• **Information supplied**

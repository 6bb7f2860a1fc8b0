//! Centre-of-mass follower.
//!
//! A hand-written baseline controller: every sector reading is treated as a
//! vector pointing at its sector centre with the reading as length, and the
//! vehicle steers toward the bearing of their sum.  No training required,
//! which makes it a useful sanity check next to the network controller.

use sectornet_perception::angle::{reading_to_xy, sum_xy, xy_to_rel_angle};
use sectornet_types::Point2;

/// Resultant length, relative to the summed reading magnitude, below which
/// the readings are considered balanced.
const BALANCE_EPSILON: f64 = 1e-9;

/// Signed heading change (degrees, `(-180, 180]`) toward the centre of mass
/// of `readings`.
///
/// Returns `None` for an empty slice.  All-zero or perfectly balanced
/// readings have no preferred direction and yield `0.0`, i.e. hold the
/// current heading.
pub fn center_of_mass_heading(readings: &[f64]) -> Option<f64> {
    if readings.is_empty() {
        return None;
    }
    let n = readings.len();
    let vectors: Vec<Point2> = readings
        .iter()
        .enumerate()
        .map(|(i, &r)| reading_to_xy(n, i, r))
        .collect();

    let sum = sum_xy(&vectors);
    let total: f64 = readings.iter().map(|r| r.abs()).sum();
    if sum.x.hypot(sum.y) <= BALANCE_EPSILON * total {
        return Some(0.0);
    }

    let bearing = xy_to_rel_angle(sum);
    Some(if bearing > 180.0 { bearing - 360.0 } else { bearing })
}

• **Task to carry out**
Transcribe every record above exactly as it appears.

• **Finished task**
repository 6bb7f2860a1fc8b0
//! Centre-of-mass follower.
//!
//! A hand-written baseline controller: every sector reading is treated as a
//! vector pointing at its sector centre with the reading as length, and the
//! vehicle steers toward the bearing of their sum.  No training required,
//! which makes it a useful sanity check next to the network controller.

use sectornet_perception::angle::{reading_to_xy, sum_xy, xy_to_rel_angle};
use sectornet_types::Point2;

/// Resultant length, relative to the summed reading magnitude, below which
/// the readings are considered balanced.
const BALANCE_EPSILON: f64 = 1e-9;

/// Signed heading change (degrees, `(-180, 180]`) toward the centre of mass
/// of `readings`.
///
/// Returns `None` for an empty slice.  All-zero or perfectly balanced
/// readings have no preferred direction and yield `0.0`, i.e. hold the
/// current heading.
pub fn center_of_mass_heading(readings: &[f64]) -> Option<f64> {
    if readings.is_empty() {
        return None;
    }
    let n = readings.len();
    let vectors: Vec<Point2> = readings
        .iter()
        .enumerate()
        .map(|(i, &r)| reading_to_xy(n, i, r))
        .collect();

    let sum = sum_xy(&vectors);
    let total: f64 = readings.iter().map(|r| r.abs()).sum();
    if sum.x.hypot(sum.y) <= BALANCE_EPSILON * total {
        return Some(0.0);
    }

    let bearing = xy_to_rel_angle(sum);
    Some(if bearing > 180.0 { bearing - 360.0 } else { bearing })
}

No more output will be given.